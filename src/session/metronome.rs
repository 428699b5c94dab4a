use std::f32::consts::TAU;

/*
Metronome
=========

Two independent pieces:

TapTempo turns a series of button taps into a BPM estimate. Taps more than
two seconds apart start a fresh measurement, only the most recent four taps
count, and the estimate is 60000 divided by the mean inter-tap gap in
milliseconds. Two taps are enough for a first reading.

Metronome renders the tick itself: a 1 kHz sine ping, starting at 0.5 gain
and decaying exponentially to 0.001 over 100 ms, one per beat, mixed into the
master output. Ticks are spaced by a sample countdown so they never drift the
way an interval timer does. Switching the metronome on (or changing the BPM
while it runs) ticks immediately, matching how the original restarted its
interval.
*/

/// Taps further apart than this start a new measurement (ms).
const TAP_RESET_MS: u64 = 2_000;
/// Number of recent taps that contribute to the estimate.
const TAP_WINDOW: usize = 4;

/// Tap-tempo BPM estimator.
pub struct TapTempo {
    taps: Vec<u64>,
    last_tap_ms: u64,
}

impl TapTempo {
    pub fn new() -> Self {
        Self {
            taps: Vec::with_capacity(TAP_WINDOW),
            last_tap_ms: 0,
        }
    }

    /// Register a tap at `now_ms` and return the BPM estimate once at least
    /// two taps are in the window.
    pub fn tap(&mut self, now_ms: u64) -> Option<u16> {
        if now_ms.saturating_sub(self.last_tap_ms) > TAP_RESET_MS {
            self.taps.clear();
        }
        self.taps.push(now_ms);
        self.last_tap_ms = now_ms;

        if self.taps.len() > TAP_WINDOW {
            let drop = self.taps.len() - TAP_WINDOW;
            self.taps.drain(..drop);
        }

        if self.taps.len() < 2 {
            return None;
        }

        let intervals: Vec<u64> = self.taps.windows(2).map(|w| w[1] - w[0]).collect();
        let mean = intervals.iter().sum::<u64>() as f64 / intervals.len() as f64;
        Some((60_000.0 / mean).round() as u16)
    }
}

impl Default for TapTempo {
    fn default() -> Self {
        Self::new()
    }
}

/// Tick pitch and envelope, from the original click circuit.
const TICK_FREQ_HZ: f32 = 1_000.0;
const TICK_GAIN: f32 = 0.5;
const TICK_FLOOR: f32 = 0.001;
const TICK_SECONDS: f32 = 0.1;

pub const DEFAULT_BPM: u16 = 120;
pub const MIN_BPM: u16 = 20;
pub const MAX_BPM: u16 = 300;

/// Beat-clocked tick generator.
pub struct Metronome {
    enabled: bool,
    bpm: u16,
    /// Samples until the next tick fires.
    countdown: u64,
    /// Remaining samples of the currently sounding tick (0 = quiet).
    tick_remaining: u32,
    tick_phase: f32,
    tick_level: f32,
    tick_coeff: f32,
}

impl Metronome {
    pub fn new() -> Self {
        Self {
            enabled: false,
            bpm: DEFAULT_BPM,
            countdown: 0,
            tick_remaining: 0,
            tick_phase: 0.0,
            tick_level: 0.0,
            tick_coeff: 1.0,
        }
    }

    pub fn is_enabled(&self) -> bool {
        self.enabled
    }

    pub fn bpm(&self) -> u16 {
        self.bpm
    }

    /// Enable ticks first-beat-immediately; a sounding tick is left to finish
    /// its decay when disabling.
    pub fn set_enabled(&mut self, enabled: bool) {
        self.enabled = enabled;
        if enabled {
            self.countdown = 0;
        }
    }

    pub fn toggle(&mut self) {
        self.set_enabled(!self.enabled);
    }

    /// Change the tempo. While running, the beat grid restarts right away.
    pub fn set_bpm(&mut self, bpm: u16) {
        self.bpm = bpm.clamp(MIN_BPM, MAX_BPM);
        if self.enabled {
            self.countdown = 0;
        }
    }

    fn samples_per_beat(&self, sample_rate: f32) -> u64 {
        ((60.0 / self.bpm as f32) * sample_rate).round().max(1.0) as u64
    }

    fn start_tick(&mut self, sample_rate: f32) {
        self.tick_remaining = (TICK_SECONDS * sample_rate) as u32;
        self.tick_phase = 0.0;
        self.tick_level = TICK_GAIN;
        // Reach the floor exactly at the end of the tick
        self.tick_coeff =
            (TICK_FLOOR / TICK_GAIN).powf(1.0 / self.tick_remaining.max(1) as f32);
    }

    /// Mix ticks into a block of audio.
    pub fn render_into(&mut self, out: &mut [f32], sample_rate: f32) {
        for sample in out.iter_mut() {
            if self.enabled {
                if self.countdown == 0 {
                    self.start_tick(sample_rate);
                    self.countdown = self.samples_per_beat(sample_rate);
                }
                self.countdown -= 1;
            }

            if self.tick_remaining > 0 {
                *sample += (TAU * self.tick_phase).sin() * self.tick_level;
                self.tick_phase += TICK_FREQ_HZ / sample_rate;
                if self.tick_phase >= 1.0 {
                    self.tick_phase -= 1.0;
                }
                self.tick_level *= self.tick_coeff;
                self.tick_remaining -= 1;
            }
        }
    }
}

impl Default for Metronome {
    fn default() -> Self {
        Self::new()
    }
}
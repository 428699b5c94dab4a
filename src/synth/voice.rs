use crate::dsp::envelope::{Adsr, Envelope};
use crate::dsp::oscillator::{Oscillator, Waveform};
use crate::graph::node::RenderCtx;
use crate::keymap::{self, NoteId};

#[derive(Debug, Clone, Copy, PartialEq, Eq)]
pub enum VoiceState {
    Free,      // Available for allocation
    Active,    // Playing, envelope in attack/decay/sustain
    Releasing, // Key released, envelope in release phase
}

/// One oscillator + envelope pair, allocated per note-on.
///
/// Keyboard notes are held until an explicit note-off. Arrangement playback
/// has no note-off events, so those notes carry a gate time after which the
/// voice releases itself (the recorded instrument always stopped a played-back
/// note after its attack + decay had run).
pub struct Voice {
    note: NoteId,
    state: VoiceState,
    age: u64,
    sample_rate: f32,
    osc: Oscillator,
    env: Envelope,
    /// Samples left until self-release, for gated (playback) notes.
    gate_remaining: Option<u64>,
}

impl Voice {
    pub fn new(sample_rate: f32) -> Self {
        Self {
            note: 0,
            state: VoiceState::Free,
            age: 0,
            sample_rate,
            osc: Oscillator::new(Waveform::Sine),
            env: Envelope::new(Adsr::default()),
            gate_remaining: None,
        }
    }

    /// Start the voice. `gate_seconds` of `None` means "held until note-off".
    pub fn start(
        &mut self,
        note: NoteId,
        waveform: Waveform,
        adsr: Adsr,
        age: u64,
        gate_seconds: Option<f64>,
    ) {
        self.note = note;
        self.state = VoiceState::Active;
        self.age = age;
        self.osc.set_waveform(waveform);
        self.osc.reset();
        self.env = Envelope::new(adsr);
        self.env.note_on();
        self.gate_remaining = gate_seconds.map(|g| (g * self.sample_rate as f64) as u64);
    }

    pub fn release(&mut self) {
        if self.state == VoiceState::Active {
            self.state = VoiceState::Releasing;
            self.env.note_off(&self.ctx());
            self.gate_remaining = None;
        }
    }

    /// Render one block. Returns to `Free` once the envelope finishes.
    pub fn render(&mut self, out: &mut [f32]) {
        let ctx = self.ctx();
        self.osc.render(out, &ctx);
        self.env.apply(out, &ctx);

        // Gated notes release themselves once the gate has elapsed.
        // Block-granular is close enough: blocks are a few ms.
        let mut gate_elapsed = false;
        if let Some(remaining) = &mut self.gate_remaining {
            *remaining = remaining.saturating_sub(out.len() as u64);
            gate_elapsed = *remaining == 0;
        }
        if gate_elapsed {
            self.release();
        }

        if self.state == VoiceState::Releasing && !self.env.is_active() {
            self.free();
        }
    }

    fn ctx(&self) -> RenderCtx {
        RenderCtx::from_freq(self.sample_rate, keymap::frequency(self.note), 1.0)
    }

    pub fn is_free(&self) -> bool {
        self.state == VoiceState::Free
    }

    pub fn is_active(&self) -> bool {
        matches!(self.state, VoiceState::Active | VoiceState::Releasing)
    }

    pub fn free(&mut self) {
        self.state = VoiceState::Free;
        self.env.reset();
        self.gate_remaining = None;
    }

    pub fn note(&self) -> NoteId {
        self.note
    }

    pub fn age(&self) -> u64 {
        self.age
    }

    pub fn state(&self) -> VoiceState {
        self.state
    }
}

━━━━━━━━━━

§ EXERCISE AIM
Please output an exact copy of the lines above, from the opening line of the data down to the line that contains "if self.taps.len() >".

§ TASK RESPONSE
filename src/session/metronome.rs
repository 428699b5c94dab4a
use std::f32::consts::TAU;

/*
Metronome
=========

Two independent pieces:

TapTempo turns a series of button taps into a BPM estimate. Taps more than
two seconds apart start a fresh measurement, only the most recent four taps
count, and the estimate is 60000 divided by the mean inter-tap gap in
milliseconds. Two taps are enough for a first reading.

Metronome renders the tick itself: a 1 kHz sine ping, starting at 0.5 gain
and decaying exponentially to 0.001 over 100 ms, one per beat, mixed into the
master output. Ticks are spaced by a sample countdown so they never drift the
way an interval timer does. Switching the metronome on (or changing the BPM
while it runs) ticks immediately, matching how the original restarted its
interval.
*/

/// Taps further apart than this start a new measurement (ms).
const TAP_RESET_MS: u64 = 2_000;
/// Number of recent taps that contribute to the estimate.
const TAP_WINDOW: usize = 4;

/// Tap-tempo BPM estimator.
pub struct TapTempo {
    taps: Vec<u64>,
    last_tap_ms: u64,
}

impl TapTempo {
    pub fn new() -> Self {
        Self {
            taps: Vec::with_capacity(TAP_WINDOW),
            last_tap_ms: 0,
        }
    }

    /// Register a tap at `now_ms` and return the BPM estimate once at least
    /// two taps are in the window.
    pub fn tap(&mut self, now_ms: u64) -> Option<u16> {
        if now_ms.saturating_sub(self.last_tap_ms) > TAP_RESET_MS {
            self.taps.clear();
        }
        self.taps.push(now_ms);
        self.last_tap_ms = now_ms;

        if self.taps.len() > TAP_WINDOW {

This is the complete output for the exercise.